Scientists! Post your preprints on Twitter! A science writer might notice it and write about it. That's how it happens that I'm writing today about a new measurement of the rotation period of Saturn that is different from past measurements.
One of the Cassini mission's goals was to figure out how long a day on Saturn is. We still don't know. I actually think that's kind of wonderful. I often argue that a reason that space science is so accessible is that the questions that space scientists ask are very easy questions for the general public to understand. Is there life elsewhere? Why is Venus different from Earth? If I lived on Saturn, how long would a day be there?
"How long is one day on Saturn?" is such a seemingly simple question. The Voyager missions gave us one answer: 10 hours, 39 minutes, 24 seconds (that is, 10.7 hours). This, by the way, is really fast. It's so fast that Saturn is very clearly oblate -- it's dramatically fatter at the equator than the poles, 10 percent wider than it is high. (Jupiter rotates fast, too, and is also oblate, but less so.)
Voyager measured the rotation rates of all four outer planets using their radio emissions. Electrons zipping around in magnetic fields generate radio emissions. All the giant planets have magnetic fields. If the magnetic field has any angle to the rotation pole, then the magnetic field sweeps around the planet like the beam of a lighthouse, and there's a pulsing to the radio emissions in time with the planet's rotation rate. Voyager precisely measured the day lengths of Jupiter (9h 55m 29.71s), Uranus (17h 14.4m ± 0.6m), and Neptune (16h 6.5m ± 0.4m) as well as Saturn.

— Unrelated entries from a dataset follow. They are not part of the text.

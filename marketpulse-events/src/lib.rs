//! Event model for the MarketPulse analytics core.
//!
//! Impressions, clicks, and purchases are immutable value types with a
//! fixed JSON wire contract (camelCase field names, optional fields
//! omitted). Promoted events carry the `resolvedBidId` of the auction they
//! won; organic events carry the interacted `entity` instead. Exactly one
//! of the two must be present.

mod error;
mod event;
mod kind;
mod payload;
mod placement;

pub use error::EventError;
pub use event::{Click, Entity, EntityType, Impression, Purchase, PurchasedItem};
pub use kind::{EventBatch, EventKind, FRAGMENT_SEPARATOR};
pub use payload::AggregatedPayload;
pub use placement::Placement;

use chrono::{DateTime, FixedOffset, Utc};

/// Returns the current time as an RFC3339 timestamp with offset, the
/// format required for `occurredAt`.
pub fn event_now() -> DateTime<FixedOffset> {
    Utc::now().fixed_offset()
}

/// Generates a random client-assigned event id. The collector dedups
/// redelivered events by this id.
pub fn random_event_id() -> String {
    uuid::Uuid::new_v4().simple().to_string()
}
//! Page/path context attached to every impression and click.

use serde::{Deserialize, Serialize};

/// Where in the marketplace UI an event occurred.
///
/// Only `path` is required. Everything else describes the surrounding
/// component (list position, pagination, search context) and is omitted
/// from the wire format when absent.
#[derive(Clone, Debug, PartialEq, Eq, Serialize, Deserialize)]
#[serde(rename_all = "camelCase")]
pub struct Placement {
    /// URL path of the page triggering the event. Mobile apps encode the
    /// current view as a path-like string (e.g. `/categories/:categoryId`).
    pub path: String,

    /// Index of the item within a multi-item component (search results,
    /// similar products).
    #[serde(skip_serializing_if = "Option::is_none")]
    pub position: Option<u32>,

    /// Page number that triggered the event, for paginated pages.
    #[serde(skip_serializing_if = "Option::is_none")]
    pub page: Option<u32>,

    /// Items per result page, for paginated pages.
    #[serde(skip_serializing_if = "Option::is_none")]
    pub page_size: Option<u32>,

    /// Catalog id of the product associated with the page, if any.
    #[serde(skip_serializing_if = "Option::is_none")]
    pub product_id: Option<String>,

    /// Catalog ids of the categories associated with the page, if any.
    #[serde(skip_serializing_if = "Option::is_none")]
    pub category_ids: Option<Vec<String>>,

    /// The user's search string on the page, if any. Must match the
    /// `searchQuery` sent in the auction request when one was run.
    #[serde(skip_serializing_if = "Option::is_none")]
    pub search_query: Option<String>,

    /// Marketplace-defined name for a page part.
    #[serde(skip_serializing_if = "Option::is_none")]
    pub location: Option<String>,
}

impl Placement {
    /// A placement with only the required path set.
    pub fn from_path(path: impl Into<String>) -> Self {
        Self {
            path: path.into(),
            position: None,
            page: None,
            page_size: None,
            product_id: None,
            category_ids: None,
            search_query: None,
            location: None,
        }
    }
}
//! Event kinds, buffer keys, and the per-call batch type.

use crate::error::EventError;
use crate::event::{Click, Impression, Purchase};
use serde::Serialize;
use std::fmt;

/// Separator between serialized fragments in a buffer value. Appends leave
/// a trailing separator; readers trim it before wrapping the value in an
/// array delimiter.
pub const FRAGMENT_SEPARATOR: char = ',';

/// The three reportable event kinds, each backed by its own buffer key.
#[derive(Clone, Copy, Debug, PartialEq, Eq, Hash)]
pub enum EventKind {
    Impression,
    Click,
    Purchase,
}

impl EventKind {
    pub const ALL: [EventKind; 3] = [
        EventKind::Impression,
        EventKind::Click,
        EventKind::Purchase,
    ];

    /// The durable store key holding this kind's buffer.
    pub fn buffer_key(&self) -> &'static str {
        match self {
            EventKind::Impression => "IMPRESSION_EVENTS",
            EventKind::Click => "CLICK_EVENTS",
            EventKind::Purchase => "PURCHASE_EVENTS",
        }
    }
}

impl fmt::Display for EventKind {
    fn fmt(&self, f: &mut fmt::Formatter<'_>) -> fmt::Result {
        match self {
            EventKind::Impression => write!(f, "impression"),
            EventKind::Click => write!(f, "click"),
            EventKind::Purchase => write!(f, "purchase"),
        }
    }
}

/// One caller-submitted batch of events, all of the same kind.
#[derive(Clone, Debug, PartialEq)]
pub enum EventBatch {
    Impressions(Vec<Impression>),
    Clicks(Vec<Click>),
    Purchases(Vec<Purchase>),
}

impl EventBatch {
    pub fn kind(&self) -> EventKind {
        match self {
            EventBatch::Impressions(_) => EventKind::Impression,
            EventBatch::Clicks(_) => EventKind::Click,
            EventBatch::Purchases(_) => EventKind::Purchase,
        }
    }

    pub fn len(&self) -> usize {
        match self {
            EventBatch::Impressions(list) => list.len(),
            EventBatch::Clicks(list) => list.len(),
            EventBatch::Purchases(list) => list.len(),
        }
    }

    pub fn is_empty(&self) -> bool {
        self.len() == 0
    }

    /// Validates every event and serializes the batch into buffer
    /// fragments: one complete JSON object per event, each followed by the
    /// separator. A malformed event fails the whole batch; nothing is
    /// partially encoded.
    pub fn to_fragments(&self) -> Result<String, EventError> {
        let mut out = String::new();
        match self {
            EventBatch::Impressions(list) => {
                for event in list {
                    event.validate()?;
                    push_fragment(&mut out, event)?;
                }
            }
            EventBatch::Clicks(list) => {
                for event in list {
                    event.validate()?;
                    push_fragment(&mut out, event)?;
                }
            }
            EventBatch::Purchases(list) => {
                for event in list {
                    event.validate()?;
                    push_fragment(&mut out, event)?;
                }
            }
        }
        Ok(out)
    }
}

fn push_fragment<T: Serialize>(out: &mut String, event: &T) -> Result<(), EventError> {
    out.push_str(&serde_json::to_string(event)?);
    out.push(FRAGMENT_SEPARATOR);
    Ok(())
}
//! The event pipeline service — the surface the reporting facade calls.

use crate::config::PipelineConfig;
use crate::coordinator::FlushCoordinator;
use crate::error::PipelineResult;
use crate::reporting::ReportingClient;
use crate::scheduler::TokioTaskRunner;
use crate::worker::DeliveryWorker;
use marketpulse_events::{
    AggregatedPayload, Click, EventBatch, EventKind, Impression, Purchase,
};
use marketpulse_store::BufferStore;
use std::sync::Arc;
use tracing::debug;

/// Accepts events from concurrent producers and appends them to the
/// durable per-kind buffers.
///
/// One instance per process, constructed by [`create_pipeline`] (or wired
/// by hand around a custom [`TaskRunner`](crate::TaskRunner)) and passed
/// by handle.
pub struct EventPipeline {
    store: BufferStore,
    coordinator: Arc<FlushCoordinator>,
}

impl EventPipeline {
    pub fn new(store: BufferStore, coordinator: Arc<FlushCoordinator>) -> Self {
        Self { store, coordinator }
    }

    /// Appends a batch to its kind's buffer in one transactional write
    /// and, when `should_flush` is set and no flush is already pending,
    /// requests one.
    ///
    /// Resolution of the returned future guarantees persistence, not
    /// delivery. A malformed event fails this call only; buffers are
    /// untouched. Never performs network I/O.
    pub async fn store(&self, batch: EventBatch, should_flush: bool) -> PipelineResult<()> {
        if !batch.is_empty() {
            let fragments = batch.to_fragments()?;
            let kind = batch.kind();
            self.store.append(kind.buffer_key(), &fragments)?;
            debug!(%kind, events = batch.len(), "batch buffered");
        }

        if should_flush {
            self.coordinator.request_flush().await?;
        }
        Ok(())
    }

    pub async fn store_impressions(
        &self,
        impressions: Vec<Impression>,
        should_flush: bool,
    ) -> PipelineResult<()> {
        self.store(EventBatch::Impressions(impressions), should_flush)
            .await
    }

    pub async fn store_clicks(&self, clicks: Vec<Click>, should_flush: bool) -> PipelineResult<()> {
        self.store(EventBatch::Clicks(clicks), should_flush).await
    }

    pub async fn store_purchases(
        &self,
        purchases: Vec<Purchase>,
        should_flush: bool,
    ) -> PipelineResult<()> {
        self.store(EventBatch::Purchases(purchases), should_flush)
            .await
    }

    /// Forces a flush regardless of the flag state. App-lifecycle hook for
    /// "going to background".
    pub async fn upload(&self) -> PipelineResult<()> {
        self.coordinator.force_flush().await
    }

    /// Reads one kind's buffered fragments with the trailing separator
    /// trimmed. Test-harness surface.
    pub fn read(&self, kind: EventKind) -> PipelineResult<Option<String>> {
        self.coordinator.read(kind)
    }

    /// Combines all buffers into the payload a delivery run would send.
    /// Test-harness surface.
    pub fn aggregate(&self) -> PipelineResult<AggregatedPayload> {
        self.coordinator.aggregate()
    }

    /// Removes all buffers and resets the flush flag. Test-harness
    /// surface.
    pub fn clear(&self) -> PipelineResult<()> {
        self.coordinator.clear()?;
        self.coordinator.reset_flush_flag();
        Ok(())
    }
}

/// Wires a complete pipeline onto the in-process task runner: buffer
/// store, flush coordinator, reporting client, delivery worker.
///
/// An empty `api_base_url` means no collector is reachable (e.g. a test
/// harness); delivery runs then drain locally instead of erroring. Must be
/// called from within a tokio runtime.
pub fn create_pipeline(config: PipelineConfig, store: BufferStore) -> EventPipeline {
    let reporting = if config.api_base_url.is_empty() {
        None
    } else {
        Some(Arc::new(ReportingClient::new(&config)))
    };

    let (runner, submit_rx) = TokioTaskRunner::channel();
    let runner = Arc::new(runner);
    let coordinator = Arc::new(FlushCoordinator::new(store.clone(), runner.clone()));
    let worker = Arc::new(DeliveryWorker::new(Arc::clone(&coordinator), reporting));
    runner.start(submit_rx, worker);

    EventPipeline::new(store, coordinator)
}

When Cassini got to Saturn, it also measured Saturn's rotation rate from its radio emissions. The answer -- 10 hours, 45 minutes, 45 ± 36 seconds -- was more than 6 minutes longer than the Voyager measurement. (That's 10.8 hours.) Saturn didn't slow down between Voyager in 1981 and Cassini in 2004; there is no force in the solar system that could have made such a massive planet slow its rotation so much, so rapidly. One -- or both -- of the measurements was wrong. Later on in the Cassini mission, the team realized that their data showed different rotation rates in the northern and southern hemispheres! Clearly, the method of using radio emissions to measure Saturn's rotation rate did not work the way it did at other giant planets. They are measuring something rotating, but it's not the bulk rotation of the planet.
The Cassini magnetometer and radio and plasma wave science teams spent the rest of the mission trying to find a signal in their data that accurately represented the rotation rate of Saturn. They were working on lots of other science too, and were very successful, but they failed to solve the problem of its rotation rate. Not for lack of trying (and they're still trying), but just because the universe just doesn't work the way we thought it did, and the apparently simple question about the length of Saturn's day remains to be answered with other methods.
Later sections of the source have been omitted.